----- Data for review

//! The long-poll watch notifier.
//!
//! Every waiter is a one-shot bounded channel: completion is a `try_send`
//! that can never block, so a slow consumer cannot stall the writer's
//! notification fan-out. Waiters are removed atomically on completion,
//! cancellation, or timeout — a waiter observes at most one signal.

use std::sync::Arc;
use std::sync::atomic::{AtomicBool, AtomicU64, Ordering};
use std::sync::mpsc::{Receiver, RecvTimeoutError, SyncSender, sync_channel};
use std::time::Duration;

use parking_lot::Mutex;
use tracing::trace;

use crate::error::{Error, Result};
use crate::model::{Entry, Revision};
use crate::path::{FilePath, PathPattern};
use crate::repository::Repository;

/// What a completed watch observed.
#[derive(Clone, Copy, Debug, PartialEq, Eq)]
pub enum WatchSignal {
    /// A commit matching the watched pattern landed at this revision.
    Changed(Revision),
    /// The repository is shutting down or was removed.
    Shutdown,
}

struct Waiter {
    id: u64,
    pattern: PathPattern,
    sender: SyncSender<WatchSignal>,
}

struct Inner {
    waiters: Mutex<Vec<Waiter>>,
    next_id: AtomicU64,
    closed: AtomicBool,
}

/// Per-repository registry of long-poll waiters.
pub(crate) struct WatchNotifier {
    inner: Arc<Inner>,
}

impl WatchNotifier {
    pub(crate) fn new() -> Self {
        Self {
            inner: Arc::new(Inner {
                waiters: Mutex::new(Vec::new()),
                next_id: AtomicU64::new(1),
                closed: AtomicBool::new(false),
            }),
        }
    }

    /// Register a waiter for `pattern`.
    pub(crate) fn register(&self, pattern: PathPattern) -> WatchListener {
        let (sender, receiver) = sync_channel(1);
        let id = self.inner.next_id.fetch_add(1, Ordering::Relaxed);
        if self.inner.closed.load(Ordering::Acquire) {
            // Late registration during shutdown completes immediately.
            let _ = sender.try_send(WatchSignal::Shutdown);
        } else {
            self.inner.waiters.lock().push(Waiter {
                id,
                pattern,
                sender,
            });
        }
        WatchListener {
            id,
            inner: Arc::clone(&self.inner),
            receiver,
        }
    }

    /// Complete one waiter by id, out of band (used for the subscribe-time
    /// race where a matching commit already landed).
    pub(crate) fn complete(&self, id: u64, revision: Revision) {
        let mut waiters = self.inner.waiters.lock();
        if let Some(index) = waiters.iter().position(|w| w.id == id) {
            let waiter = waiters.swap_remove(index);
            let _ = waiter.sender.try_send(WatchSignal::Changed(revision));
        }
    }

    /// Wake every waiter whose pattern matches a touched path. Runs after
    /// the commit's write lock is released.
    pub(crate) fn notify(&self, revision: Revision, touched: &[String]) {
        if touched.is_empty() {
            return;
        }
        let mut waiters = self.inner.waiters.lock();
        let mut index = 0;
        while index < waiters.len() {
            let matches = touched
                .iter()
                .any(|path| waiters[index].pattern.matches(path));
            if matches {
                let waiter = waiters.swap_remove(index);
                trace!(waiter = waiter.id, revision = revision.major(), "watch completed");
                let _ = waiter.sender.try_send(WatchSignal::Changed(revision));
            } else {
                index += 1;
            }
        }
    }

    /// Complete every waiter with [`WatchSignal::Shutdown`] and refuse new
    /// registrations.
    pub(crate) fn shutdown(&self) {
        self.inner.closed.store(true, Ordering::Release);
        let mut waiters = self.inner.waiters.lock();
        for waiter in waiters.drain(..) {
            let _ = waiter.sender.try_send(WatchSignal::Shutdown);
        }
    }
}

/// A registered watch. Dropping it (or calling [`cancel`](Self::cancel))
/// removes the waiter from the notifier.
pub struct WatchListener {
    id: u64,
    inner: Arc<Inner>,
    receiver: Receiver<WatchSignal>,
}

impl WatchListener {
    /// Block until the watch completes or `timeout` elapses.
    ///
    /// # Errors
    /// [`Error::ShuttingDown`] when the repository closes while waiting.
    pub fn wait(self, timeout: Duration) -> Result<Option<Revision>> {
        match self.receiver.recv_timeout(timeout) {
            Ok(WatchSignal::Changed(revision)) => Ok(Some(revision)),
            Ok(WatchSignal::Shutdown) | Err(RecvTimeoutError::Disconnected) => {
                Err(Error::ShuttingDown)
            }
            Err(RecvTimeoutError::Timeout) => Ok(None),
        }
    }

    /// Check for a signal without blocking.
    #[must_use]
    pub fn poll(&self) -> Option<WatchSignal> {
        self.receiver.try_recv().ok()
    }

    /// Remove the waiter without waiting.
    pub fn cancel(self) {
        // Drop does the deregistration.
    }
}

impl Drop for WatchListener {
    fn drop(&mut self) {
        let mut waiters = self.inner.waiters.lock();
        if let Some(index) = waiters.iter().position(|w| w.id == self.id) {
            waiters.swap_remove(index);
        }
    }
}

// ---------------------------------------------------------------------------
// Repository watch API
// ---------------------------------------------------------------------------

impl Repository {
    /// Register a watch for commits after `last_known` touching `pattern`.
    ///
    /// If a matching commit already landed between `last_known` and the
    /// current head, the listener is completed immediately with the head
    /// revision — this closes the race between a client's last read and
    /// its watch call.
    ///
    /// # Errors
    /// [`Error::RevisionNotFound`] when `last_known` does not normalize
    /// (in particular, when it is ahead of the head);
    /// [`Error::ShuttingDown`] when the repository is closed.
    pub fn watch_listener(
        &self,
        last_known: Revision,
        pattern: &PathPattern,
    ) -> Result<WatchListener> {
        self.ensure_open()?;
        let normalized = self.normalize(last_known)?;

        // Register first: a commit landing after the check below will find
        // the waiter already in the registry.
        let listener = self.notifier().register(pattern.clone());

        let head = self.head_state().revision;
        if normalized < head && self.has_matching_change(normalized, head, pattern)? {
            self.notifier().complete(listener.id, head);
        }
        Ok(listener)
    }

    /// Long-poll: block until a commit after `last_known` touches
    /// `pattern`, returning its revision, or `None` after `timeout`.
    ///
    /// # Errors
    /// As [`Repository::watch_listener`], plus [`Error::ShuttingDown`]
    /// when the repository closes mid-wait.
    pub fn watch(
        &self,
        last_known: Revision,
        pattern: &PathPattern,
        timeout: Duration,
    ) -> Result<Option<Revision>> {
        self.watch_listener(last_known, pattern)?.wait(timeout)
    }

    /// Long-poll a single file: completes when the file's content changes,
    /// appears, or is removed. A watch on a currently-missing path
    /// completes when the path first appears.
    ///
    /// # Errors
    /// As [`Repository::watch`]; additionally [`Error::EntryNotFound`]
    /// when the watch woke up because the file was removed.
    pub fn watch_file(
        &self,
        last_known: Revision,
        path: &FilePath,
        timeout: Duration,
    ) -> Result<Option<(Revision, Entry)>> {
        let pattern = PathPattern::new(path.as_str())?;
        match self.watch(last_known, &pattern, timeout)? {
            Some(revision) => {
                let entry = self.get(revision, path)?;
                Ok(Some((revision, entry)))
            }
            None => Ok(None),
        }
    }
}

----------

Problem to work on =>
Which lines of the data include the string "RecvTimeoutError"? Find them and copy each one.

Answer to this exercise =>
use std::sync::mpsc::{Receiver, RecvTimeoutError, SyncSender, sync_channel};
            Ok(WatchSignal::Shutdown) | Err(RecvTimeoutError::Disconnected) => {
            Err(RecvTimeoutError::Timeout) => Ok(None),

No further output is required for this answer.